Speed Reading Programs for Teenagers

Teenagers are probably the ones who need to learn speed reading the most. During high school, students are presented with challenges that will define their entire future. From what college they’ll be going into, to what kind of jobs they’ll be qualified to get when they graduate. A great deal of this is based on standardized tests which have a strong emphasis on reading, which schools correctly assume is one of the most important parts of getting a job. Therefore, to ensure that teenagers are going to do well on these kinds of tests, there should be a worldwide emphasis on speed reading programs for teenagers. However, to this day, we haven’t seen it.

Probably the biggest thing that is holding us back from teaching these advanced reading strategies is the world’s reluctance to learn what speed reading is really for. A large percentage of individuals out there do not endorse speed reading because they think that learning speed reading means that everything should be speed read. This is absolutely false. Novels and books read for enjoyment should never be speed read; these techniques should be saved for things that you have to read, and things that you don’t get any enjoyment out of. If you save speed reading for use in reading memos at work, or on the last chapter of your science manuals, then you’ve done a great thing. However, because English teachers focus on fiction, they rarely teach a technique like speed reading, even though they are probably the ones most qualified to do so.

Ask any teenager around the world if they’d like to be shown how to speed read, and you will be met with an emphatic “YES!” because they want to be able to do everything faster. For many boys, it’s a competition to see who can do it the best, and for both boys and girls, the ability to cut down on homework time, and to score higher on tests, is a major motivator.

In addition, imagine how many more students would actually read their textbooks if they were prompted to do so in the context of learning how to read faster and with more clarity. There would be a far greater percentage of students who actually read their books this way.

Speed reading will almost certainly help raise standardized test scores, and can improve understanding, paraphrasing ability, and vocabulary as well. In addition, it has been shown that the majority of people who know how to speed read will pick up more books for the sake of enjoyment. There are really very few negatives for giving this a try.

Unfortunately, if you plan on giving yourself or your teenage son or daughter a crash course in speed reading, you’re going to have to go about it on your own dime. However, if this is something that you want to do, you can get a fully functioning, professional speed reading program for around $50, which is a small investment given how much you’ll end up saving in terms of college expenses and retaking standardized tests later on in life.

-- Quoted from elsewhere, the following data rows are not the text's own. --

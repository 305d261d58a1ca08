//! # edgequake-pdf-rag
//!
//! Ask questions about PDF documents. Pages are transcribed by a vision
//! model, indexed by embedding, and questions are answered by a text model
//! that only sees the best-matching pages.
//!
//! ## Why transcribe instead of extract?
//!
//! Text extraction (pdftotext, pdf-extract) has nothing to work with on
//! scanned resumes and mangles two-column layouts. Rasterising each page and
//! letting a vision model read it recovers the text in reading order, with
//! `[illegible]` markers where it cannot.
//!
//! ## Pipeline Overview
//!
//! ```text
//! ingest                                   query
//!  │                                        │
//!  ├─ 1. Render     pdfium, 2× scale        ├─ 1. Embed     the question
//!  ├─ 2. Transcribe vision model per page   ├─ 2. Retrieve  top-k pages (cosine)
//!  ├─ 3. Embed      one vector per page     ├─ 3. Ground    "Resume content: …"
//!  └─ 4. Commit     index + JSON snapshot   └─ 4. Generate  answer + sources
//!                   (all-or-nothing)
//! ```
//!
//! ## Quick Start
//!
//! ```rust,no_run
//! use edgequake_pdf_rag::{IngestDocument, RagConfig, RagService};
//!
//! #[tokio::main]
//! async fn main() -> Result<(), Box<dyn std::error::Error>> {
//!     // Defaults: local Ollama with llama3.2-vision, mxbai-embed-large, llama3.2
//!     let config = RagConfig::default();
//!     let service = RagService::from_config(&config)?;
//!
//!     let bytes = std::fs::read("resume.pdf")?;
//!     service.ingest(vec![IngestDocument::new("resume.pdf", bytes)]).await?;
//!
//!     let answer = service.query("What is the candidate's name?").await?;
//!     println!("{} (sources: {:?})", answer.response, answer.sources);
//!     Ok(())
//! }
//! ```
//!
//! ## Feature Flags
//!
//! | Feature  | Default | Description |
//! |----------|---------|-------------|
//! | `server` | on (via `cli`) | axum HTTP surface: `/upload`, `/query`, `/static` |
//! | `cli`    | on      | Enables the `pdf-rag` binary (clap + anyhow + tracing-subscriber + indicatif) |
//!
//! Disable both when using only the library:
//! ```toml
//! edgequake-pdf-rag = { version = "0.1", default-features = false }
//! ```

// ── Modules ──────────────────────────────────────────────────────────────

pub mod config;
pub mod error;
pub mod index;
pub mod ingest;
pub mod output;
pub mod pipeline;
pub mod progress;
pub mod prompts;
pub mod provider;
pub mod query;
#[cfg(feature = "server")]
pub mod server;
pub mod service;
pub mod snapshot;

// ── Re-exports ───────────────────────────────────────────────────────────

pub use config::{RagConfig, RagConfigBuilder};
pub use error::{ModelCallError, RagError};
pub use index::{
    entry_id, Embedding, EntryMetadata, InMemoryVectorStore, IndexEntry, IndexError,
    RetrievedEntry, VectorStore,
};
pub use output::{
    DocumentSummary, DocumentTranscription, IngestDocument, IngestReport, QueryAnswer, INGEST_ACK,
};
pub use pipeline::embed::Embedder;
pub use pipeline::llm::{CallPolicy, Generator, Transcriber};
pub use pipeline::render::{PageRasterizer, RenderedPage};
pub use progress::{IngestProgressCallback, NoopProgressCallback, ProgressCallback};
pub use service::{RagService, ServiceComponents};
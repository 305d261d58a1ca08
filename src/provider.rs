//! Provider resolution for the three models.
//!
//! Each model is resolved from most-specific to least-specific:
//!
//! 1. **Pre-built provider** on [`RagConfig`]: used as-is. Tests and callers
//!    that need custom middleware (caching, rate-limiting) go this way.
//! 2. **Named provider + model** (`provider_name`, `*_model`): built with
//!    [`ProviderFactory`], which reads any API key (`OPENAI_API_KEY`, …) or
//!    host (`OLLAMA_HOST`) from the environment.
//! 3. **Auto-detection** when the provider name is `"auto"`: only the provider
//!    *name* comes from the environment (`EDGEQUAKE_LLM_PROVIDER`, then the
//!    first known API key or host variable). The configured model names are
//!    kept, so the vision model stays vision-capable and the embedding model
//!    recorded on every vector is the one that produced it.

use crate::config::RagConfig;
use crate::error::RagError;
use edgequake_llm::{EmbeddingProvider, LLMProvider, ProviderFactory};
use std::sync::Arc;
use tracing::info;

/// Provider name that selects environment auto-detection.
pub const AUTO_PROVIDER: &str = "auto";

/// Environment variables checked by auto-detection, in priority order.
const DETECTION_ORDER: &[(&str, &str)] = &[
    ("OPENAI_API_KEY", "openai"),
    ("ANTHROPIC_API_KEY", "anthropic"),
    ("GEMINI_API_KEY", "gemini"),
    ("OLLAMA_HOST", "ollama"),
];

/// Provider and model names the factory will be asked for.
#[derive(Debug, Clone, PartialEq, Eq)]
pub struct ProviderPlan {
    pub provider: String,
    pub vision_model: String,
    pub text_model: String,
    pub embedding_model: String,
    pub embedding_dimension: usize,
}

impl ProviderPlan {
    /// Resolve `"auto"` against the process environment.
    pub fn from_config(config: &RagConfig) -> Result<Self, RagError> {
        Self::with_env(config, |key| std::env::var(key).ok())
    }

    /// Resolve `"auto"` with `lookup` standing in for the environment.
    pub fn with_env(
        config: &RagConfig,
        lookup: impl Fn(&str) -> Option<String>,
    ) -> Result<Self, RagError> {
        let provider = if config.provider_name == AUTO_PROVIDER {
            detect_provider(&lookup)?
        } else {
            config.provider_name.clone()
        };

        Ok(Self {
            provider,
            vision_model: config.vision_model.clone(),
            text_model: config.text_model.clone(),
            embedding_model: config.embedding_model.clone(),
            embedding_dimension: config.embedding_dimension,
        })
    }
}

fn detect_provider(lookup: &impl Fn(&str) -> Option<String>) -> Result<String, RagError> {
    let set = |key: &str| lookup(key).filter(|v| !v.trim().is_empty());

    if let Some(name) = set("EDGEQUAKE_LLM_PROVIDER") {
        if name != AUTO_PROVIDER {
            return Ok(name);
        }
    }

    DETECTION_ORDER
        .iter()
        .find(|(key, _)| set(key).is_some())
        .map(|(_, name)| name.to_string())
        .ok_or_else(|| RagError::ProviderNotConfigured {
            provider: AUTO_PROVIDER.to_string(),
            hint: "No provider could be auto-detected from environment.\n\
                Set OPENAI_API_KEY, ANTHROPIC_API_KEY, GEMINI_API_KEY, OLLAMA_HOST, \
                or pass --provider."
                .to_string(),
        })
}

/// Resolve the provider used for page transcription.
pub fn resolve_vision_provider(config: &RagConfig) -> Result<Arc<dyn LLMProvider>, RagError> {
    if let Some(ref provider) = config.vision_provider {
        return Ok(Arc::clone(provider));
    }
    let plan = ProviderPlan::from_config(config)?;
    create_chat(&plan.provider, &plan.vision_model)
}

/// Resolve the provider used for answer generation.
pub fn resolve_text_provider(config: &RagConfig) -> Result<Arc<dyn LLMProvider>, RagError> {
    if let Some(ref provider) = config.text_provider {
        return Ok(Arc::clone(provider));
    }
    let plan = ProviderPlan::from_config(config)?;
    create_chat(&plan.provider, &plan.text_model)
}

/// Resolve the provider used for page and question embeddings.
pub fn resolve_embedding_provider(
    config: &RagConfig,
) -> Result<Arc<dyn EmbeddingProvider>, RagError> {
    if let Some(ref provider) = config.embedding_provider {
        return Ok(Arc::clone(provider));
    }
    let plan = ProviderPlan::from_config(config)?;

    info!(
        "Embedding provider: {} / {} ({} dims)",
        plan.provider, plan.embedding_model, plan.embedding_dimension
    );
    ProviderFactory::create_embedding_provider(
        &plan.provider,
        &plan.embedding_model,
        plan.embedding_dimension,
    )
    .map_err(|e| not_configured(&plan.provider, e))
}

fn create_chat(provider: &str, model: &str) -> Result<Arc<dyn LLMProvider>, RagError> {
    info!("Chat provider: {} / {}", provider, model);
    ProviderFactory::create_llm_provider(provider, model).map_err(|e| not_configured(provider, e))
}

fn not_configured(provider: &str, e: impl std::fmt::Display) -> RagError {
    RagError::ProviderNotConfigured {
        provider: provider.to_string(),
        hint: format!("{e}"),
    }
}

Parents, it’s very easy for you to get your young teenagers interested in this kind of program. Just extole some of the same virtues I’ve given you here on this page, and you should have them hooked instantly.

For teenagers, your parents will buy you this program if they can afford it. Remember, you’re really asking them for something that will forward your educational goals. If you keep drilling that point home, there’s no reason for them to say no.